1. The questionable propriety of studying and of discussing prophecy, especially unfulfilled prophecy, is one of those objections, which must be met in the outset. It chiefly consists in the alleged impossibility of understanding or judging of a prophecy, until the event has proved its meaning. But how contrary is this to the experience of the Church! Promise, the greater portion of which is unfulfilled prophecy, is declared in the New Testament to be a principal means whereby we are made partakers of the Divine Nature; which could not be, were it entirely vague and indefinable: and under the Old Testament dispensation, the Church was chiefly sustained and nourished by prophecy; most of the burning and shining lights raised up in it being prophets.

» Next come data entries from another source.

//! One layout function per document type.
//!
//! Templates read values through [`Fields`], which never fails: missing
//! optional values print as `[not specified]` and missing required ones as a
//! "to be confirmed" marker, so drafts and partial inputs still render.

use super::format::{AMOUNT_TBD, DATE_TBD, Fields, NOT_SPECIFIED, cell, format_long_date};
use super::layout::Layout;

pub(super) fn nda(f: &Fields<'_>, out: &mut Layout) {
    let kind = f.text_or("nda_kind", "Mutual");
    let discloser = f.name("disclosing_party");
    let recipient = f.name("recipient_name");
    let mutual = kind.eq_ignore_ascii_case("mutual");

    out.title(if mutual {
        "Mutual Non-Disclosure Agreement"
    } else {
        "Non-Disclosure Agreement"
    });
    out.paragraph(&format!(
        "This Non-Disclosure Agreement (the \"Agreement\") is made effective as of {} \
         between {discloser} (the \"Disclosing Party\") and {recipient} (the \"Recipient\").",
        f.date_or("effective_date", DATE_TBD),
    ));

    out.heading("Parties");
    out.field("Disclosing party", &discloser);
    out.field("Address", &f.optional("disclosing_address"));
    out.field("Recipient", &recipient);
    out.field("Recipient email", &f.optional("recipient_email"));
    out.field("Agreement type", &kind);

    out.heading("1. Purpose");
    out.paragraph(&f.optional("purpose"));

    out.heading("2. Confidential Information");
    if mutual {
        out.paragraph(
            "Each party may disclose confidential information to the other. Each party \
             shall hold the other's confidential information in strict confidence and use \
             it solely for the purpose stated above.",
        );
    } else {
        out.paragraph(&format!(
            "{recipient} shall hold all confidential information received from {discloser} \
             in strict confidence and use it solely for the purpose stated above."
        ));
    }
    out.paragraph(
        "Confidential information does not include information that is or becomes \
         public through no fault of the receiving party, or that the receiving party \
         already lawfully possessed.",
    );
    out.field("Additional exclusions", &f.optional("exclusions"));

    out.heading("3. Term");
    out.paragraph(&format!(
        "The obligations of this Agreement continue for {} months from the effective date.",
        f.number("term_months").unwrap_or_else(|| NOT_SPECIFIED.to_string()),
    ));

    out.heading("4. Return of Materials");
    out.paragraph(&match f.number("return_days") {
        Some(days) => format!(
            "The Recipient shall return or destroy all confidential materials within {days} \
             days of a written request."
        ),
        None => "The Recipient shall return or destroy all confidential materials promptly \
                 upon written request."
            .to_string(),
    });

    out.heading("5. Governing Law");
    out.paragraph(&format!(
        "This Agreement is governed by the laws of {}.",
        f.optional("governing_law")
    ));

    out.page_break();
    out.heading("Signatures");
    out.signature("Disclosing party", &discloser);
    out.signature("Recipient", &recipient);
}

pub(super) fn msa(f: &Fields<'_>, out: &mut Layout) {
    let provider = f.name("provider_name");
    let client = f.name("client_name");

    out.title("Master Services Agreement");
    out.paragraph(&format!(
        "This Master Services Agreement (the \"Agreement\") is entered into as of {} by \
         {provider} (the \"Provider\") and {client} (the \"Client\"). It governs every \
         statement of work the parties sign under it.",
        f.date_or("effective_date", DATE_TBD),
    ));

    out.heading("Parties");
    out.field("Provider", &provider);
    out.field("Client", &client);
    out.field("Client email", &f.optional("client_email"));
    out.field("Client address", &f.optional("client_address"));

    out.heading("1. Services");
    out.paragraph(
        "The Provider will perform the services described in each statement of work. \
         Where a statement of work conflicts with this Agreement, this Agreement prevails \
         unless the statement of work expressly says otherwise.",
    );

    out.heading("2. Payment");
    out.paragraph(&format!(
        "Invoices are payable within {} days of issue.",
        f.number("payment_terms_days")
            .unwrap_or_else(|| NOT_SPECIFIED.to_string()),
    ));
    out.field(
        "Late fee",
        &f.number("late_fee_percent")
            .map(|pct| format!("{pct}% per month on overdue amounts"))
            .unwrap_or_else(|| NOT_SPECIFIED.to_string()),
    );

    out.heading("3. Limitation of Liability");
    out.paragraph(&match f.currency("liability_cap") {
        Some(cap) => format!(
            "Each party's aggregate liability under this Agreement is limited to {cap}."
        ),
        None => "Each party's aggregate liability under this Agreement is limited to the \
                 fees paid in the twelve months preceding the claim."
            .to_string(),
    });

    out.heading("4. Term and Termination");
    out.paragraph(&format!(
        "Either party may terminate this Agreement with {} days' written notice. \
         Statements of work in progress survive termination until completed or cancelled.",
        f.number("termination_notice_days")
            .unwrap_or_else(|| NOT_SPECIFIED.to_string()),
    ));

    out.heading("5. Governing Law");
    out.paragraph(&format!(
        "This Agreement is governed by the laws of {}.",
        f.optional("governing_law")
    ));

    out.heading("6. Special Terms");
    out.paragraph(&f.optional("special_terms"));

    out.page_break();
    out.heading("Signatures");
    out.signature("Provider", &provider);
    out.signature("Client", &client);
}

pub(super) fn sow(f: &Fields<'_>, out: &mut Layout) {
    let project = f.name("project_name");
    let client = f.name("client_name");

    out.title("Statement of Work");
    out.field("Project", &project);
    out.field("Client", &client);
    out.field("Client email", &f.optional("client_email"));
    out.field("Master agreement", &f.optional("msa_reference"));
    out.blank();

    out.heading("1. Scope");
    out.paragraph(&f.optional("scope_summary"));

    out.heading("2. Deliverables");
    let deliverables = f.rows("deliverables");
    if deliverables.is_empty() {
        out.paragraph(NOT_SPECIFIED);
    }
    for (i, row) in deliverables.iter().enumerate() {
        let title = cell(row, "title").unwrap_or(NOT_SPECIFIED);
        let due = cell(row, "due_date")
            .map(|d| format_long_date(d).unwrap_or_else(|| d.to_string()));
        let line = match due {
            Some(due) => format!("{title} (due {due})"),
            None => title.to_string(),
        };
        out.item(&format!("{}.", i + 1), &line);
        if let Some(description) = cell(row, "description") {
            out.item("   ", description);
        }
    }

    out.heading("3. Timeline");
    out.field("Start date", &f.date_or("start_date", DATE_TBD));
    out.field("Target completion", &f.date_or("end_date", NOT_SPECIFIED));

    out.heading("4. Fees");
    out.field("Total fee", &f.currency_or("total_fee", AMOUNT_TBD));
    out.field("Billing schedule", &f.optional("billing_schedule"));

    out.page_break();
    out.heading("Acceptance");
    out.paragraph(&format!(
        "Signed by the parties to confirm the scope and fees of {project}."
    ));
    out.signature("Client", &client);
    out.signature("Provider", "");
}

pub(super) fn retainer(f: &Fields<'_>, out: &mut Layout) {
    let client = f.name("client_name");

    out.title("Retainer Agreement");
    out.paragraph(&format!(
        "This Retainer Agreement begins on {} and continues month to month until \
         cancelled as set out below.",
        f.date_or("start_date", DATE_TBD),
    ));

    out.heading("Client");
    out.field("Client", &client);
    out.field("Client email", &f.optional("client_email"));
    out.field("Contact person", &f.optional("contact_person"));

    out.heading("1. Fees");
    out.field("Monthly fee", &f.currency_or("monthly_fee", AMOUNT_TBD));
    out.field(
        "Included hours",
        &f.number("included_hours")
            .map(|h| format!("{h} hours per month"))
            .unwrap_or_else(|| NOT_SPECIFIED.to_string()),
    );
    out.field(
        "Overage rate",
        &f.currency("overage_rate")
            .map(|r| format!("{r} per hour"))
            .unwrap_or_else(|| NOT_SPECIFIED.to_string()),
    );
    out.field(
        "Billing day",
        &f.number("billing_day")
            .map(|d| format!("Day {d} of each month"))
            .unwrap_or_else(|| NOT_SPECIFIED.to_string()),
    );

    out.heading("2. Covered Services");
    let services = f.rows("services");
    if services.is_empty() {
        out.paragraph(NOT_SPECIFIED);
    }
    for row in services {
        let service = cell(row, "service").unwrap_or(NOT_SPECIFIED);
        match cell(row, "notes") {
            Some(notes) => out.item("-", &format!("{service}: {notes}")),
            None => out.item("-", service),
        }
    }

    out.heading("3. Cancellation");
    out.paragraph(&format!(
        "Either party may cancel this retainer with {} days' written notice. Unused \
         hours do not carry over between months.",
        f.number("notice_days").unwrap_or_else(|| NOT_SPECIFIED.to_string()),
    ));

    out.heading("4. Governing Law");
    out.paragraph(&format!(
        "This Agreement is governed by the laws of {}.",
        f.optional("governing_law")
    ));

    out.page_break();
    out.heading("Signatures");
    out.signature("Client", &client);
    out.signature("Provider", "");
}
//! Storage layer: typed record persistence and blob storage for rendered documents.

mod error;
pub use error::{Collection, StoreError};

pub mod gateway;
pub use gateway::{FileEntry, RecordStore};

mod memory;
pub use memory::MemoryStore;

mod objects;
pub use objects::{FsObjectStore, ObjectStorage};
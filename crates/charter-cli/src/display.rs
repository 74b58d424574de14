//! Vertical cards and compact tables for documents, schemas and invoices.

use charter_core::render::format_currency;
use charter_core::{
    DocumentRecord, DocumentType, DocumentTypeSchema, FieldKind, FieldValue, InvoiceRecord,
    PaymentRecord, PublicDocumentView, Row, Violation,
};

const MAX_LIST_ITEMS: usize = 10;

// ── Public API ──

pub fn print_types() {
    for &doc_type in DocumentType::all() {
        let schema = doc_type.schema();
        println!("  {:<10} {}", doc_type.slug(), schema.display_name);
        println!("  {:<10} {}", "", schema.summary);
    }
}

/// Sections and fields of a schema, one field per line.
pub fn print_schema(schema: &DocumentTypeSchema) {
    println!("=== {} ({}) ===", schema.display_name, schema.doc_type.slug());
    println!("{}", schema.summary);
    println!();
    for (i, section) in schema.sections.iter().enumerate() {
        println!("{}. {}", i + 1, section.title);
        if let Some(description) = section.description {
            println!("   {description}");
        }
        for field in section.fields {
            println!("  {:<26} {}", field.key, describe_field(field));
            for sub in field.subfields {
                println!("    - {:<22} {}", sub.key, describe_field(sub));
            }
        }
        println!();
    }
}

fn describe_field(field: &charter_core::FieldSpec) -> String {
    let mut parts = vec![format!("{} ({})", field.label, field.kind)];
    if field.required {
        parts.push("required".into());
    }
    if let Some(default) = field.default {
        parts.push(format!("default {default}"));
    }
    if let Some(minimum) = field.minimum {
        parts.push(format!("min {minimum}"));
    }
    if field.kind == FieldKind::Select {
        parts.push(format!("one of: {}", field.options.join(", ")));
    }
    parts.join(", ")
}

pub fn print_document_table(docs: &[DocumentRecord]) {
    if docs.is_empty() {
        println!("No documents.");
        return;
    }
    println!("{:<36}  {:<8}  {:<8}  {:<10}  TITLE", "ID", "TYPE", "STATUS", "CREATED");
    for doc in docs {
        println!(
            "{:<36}  {:<8}  {:<8}  {:<10}  {}",
            doc.id,
            doc.doc_type.slug(),
            doc.status.as_str(),
            doc.created_at.format("%Y-%m-%d"),
            doc.title
        );
    }
}

/// Full document card grouped into record, values and timestamps.
pub fn print_document_card(doc: &DocumentRecord, share_link: Option<&str>) {
    let schema = doc.doc_type.schema();
    println!("=== {} ===", doc.title);
    println!();

    println!("Document");
    println!("  {:<26} {}", "id", doc.id);
    println!("  {:<26} {} ({})", "type", schema.display_name, doc.doc_type.slug());
    println!("  {:<26} {}", "status", doc.status);
    if !doc.counterparty_name.is_empty() || !doc.counterparty_email.is_empty() {
        println!(
            "  {:<26} {} <{}>",
            "counterparty", doc.counterparty_name, doc.counterparty_email
        );
    }
    match &doc.rendered_file_ref {
        Some(object) => println!("  {:<26} {}", "rendered file", object),
        None => println!("  {:<26} (none, draft)", "rendered file"),
    }
    println!("  {:<26} {}", "share token", doc.share_token);
    if let Some(link) = share_link {
        println!("  {:<26} {}", "share link", link);
    }
    if let Some(expires) = doc.expires_at {
        println!("  {:<26} {}", "expires", expires.format("%Y-%m-%d %H:%M UTC"));
    }
    println!();

    println!("Values");
    for field in schema.fields() {
        match doc.values.get(field.key) {
            Some(FieldValue::Rows(rows)) => print_rows(field.label, rows),
            Some(value) if !value.is_blank() => println!("  {:<26} {}", field.label, value),
            _ => {}
        }
    }
    println!();

    println!("Timestamps");
    println!("  {:<26} {}", "created_by", doc.created_by);
    println!("  {:<26} {}", "created_at", doc.created_at.to_rfc3339());
    println!("  {:<26} {}", "updated_at", doc.updated_at.to_rfc3339());
}

fn print_rows(label: &str, rows: &[Row]) {
    if rows.is_empty() {
        return;
    }
    println!("  {} ({}):", label, rows.len());
    for (i, row) in rows.iter().take(MAX_LIST_ITEMS).enumerate() {
        let cells: Vec<String> = row
            .iter()
            .filter(|(_, v)| !v.trim().is_empty())
            .map(|(k, v)| format!("{k}={v}"))
            .collect();
        println!("    {}. {}", i + 1, cells.join(", "));
    }
    if rows.len() > MAX_LIST_ITEMS {
        println!("    ... and {} more", rows.len() - MAX_LIST_ITEMS);
    }
}

pub fn print_public_view(view: &PublicDocumentView) {
    println!("=== {} ===", view.title);
    println!("  {:<26} {}", "id", view.id);
    println!("  {:<26} {}", "type", view.doc_type.slug());
    println!("  {:<26} {}", "counterparty", view.counterparty_name);
    println!("  {:<26} {}", "status", view.status);
    if let Some(object) = &view.rendered_file_ref {
        println!("  {:<26} {}", "rendered file", object);
    }
    println!("  {:<26} {}", "created_at", view.created_at.to_rfc3339());
    if let Some(expires) = view.expires_at {
        println!("  {:<26} {}", "expires", expires.to_rfc3339());
    }
}

pub fn print_violations(violations: &[Violation]) {
    for v in violations {
        eprintln!("  - {v}");
    }
}

pub fn print_invoice_table(invoices: &[InvoiceRecord]) {
    if invoices.is_empty() {
        println!("No invoices.");
        return;
    }
    println!(
        "{:<36}  {:<12}  {:<8}  {:>14}  {:<10}  CLIENT",
        "ID", "NUMBER", "STATUS", "AMOUNT", "DUE"
    );
    for inv in invoices {
        println!(
            "{:<36}  {:<12}  {:<8}  {:>14}  {:<10}  {}",
            inv.id,
            inv.number,
            inv.status.as_str(),
            format_currency(inv.amount),
            inv.due_date
                .map(|d| d.to_string())
                .unwrap_or_else(|| "-".into()),
            inv.client_name
        );
    }
}

pub fn print_invoice_card(inv: &InvoiceRecord) {
    println!("=== Invoice {} ===", inv.number);
    println!("  {:<26} {}", "id", inv.id);
    println!("  {:<26} {}", "client", inv.client_name);
    println!("  {:<26} {}", "amount", format_currency(inv.amount));
    println!("  {:<26} {}", "status", inv.status);
    if inv.status != inv.issued_status {
        println!("  {:<26} {}", "issued status", inv.issued_status);
    }
    if let Some(due) = inv.due_date {
        println!("  {:<26} {}", "due", due);
    }
    println!("  {:<26} {}", "updated_at", inv.updated_at.to_rfc3339());
}

pub fn print_payments(payments: &[PaymentRecord]) {
    if payments.is_empty() {
        println!("No payments.");
        return;
    }
    for p in payments {
        println!(
            "  {:<36}  {}  {:>14}  {}",
            p.id,
            p.payment_date,
            format_currency(p.amount),
            p.method.as_deref().unwrap_or("-")
        );
    }
    let total = charter_core::billing::paid_total(payments);
    println!("  {:<36}  {:<10}  {:>14}", "", "total", format_currency(total));
}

The very first promise, that the seed of the woman should bruise the head of the serpent, was an unfulfilled prophecy, to which the Church took heed for 4000 years. Noah prepared his ark, moved by the fear of an unfulfilled prophecy or promise; and Abraham saw afar off and rejoiced in the day of Christ by means of another. Joseph would not have directed his bones to be removed, had he not depended on prophecy for the going out of his people; to which prophecy the Lord afterwards referred Moses and Aaron, as the pledge, that he would redeem them. The Israelites were encouraged to labour for their deliverance from captivity, by the prophecy concerning it: for as Jeremiah had prayed for and obtained an understanding of the restoration of his people, when they were about to be led into captivity; so Daniel understood the times from the study of the writings of Jeremiah; just as the faithful were afterwards waiting for the Consolation of Israel from the study (as is presumed) of the book of Daniel. It was through attention to unfulfilled prophecy, that the christians left Jerusalem and escaped to the mountain, when the city was besieged by the Romans: and the Lord hath, equally for our admonition, foretold the signs of that greater destruction, of which the overthrow of Jerusa lem was but a type.

b2 Pet. i. 4.

Jer. xxxii. 16-25, 36–44. a Dan. ix, 2.

I am aware that there are difficulties attending the interpretation of the prophecies; and that, although some are to be literally understood, many are figurative or allegorical, whilst others are constructed of the literal and figurative intermixed: but of those which are not declared to be sealed up, the difficulty has chiefly arisen from the extravagant practice of spiritualizing or allegorizing all passages which relate to the future. And great is the advantage which this system has given to the enemies of Revelation. They tell us that Scripture is not a proper guide, because every man hath his own interpretation-his own way of explaining or accommodating it. The imaginations of commentators, or the sentiments of friends, have too frequently been made the key to modern expositions; whilst the plain text, which is the safest guide, has been neglected.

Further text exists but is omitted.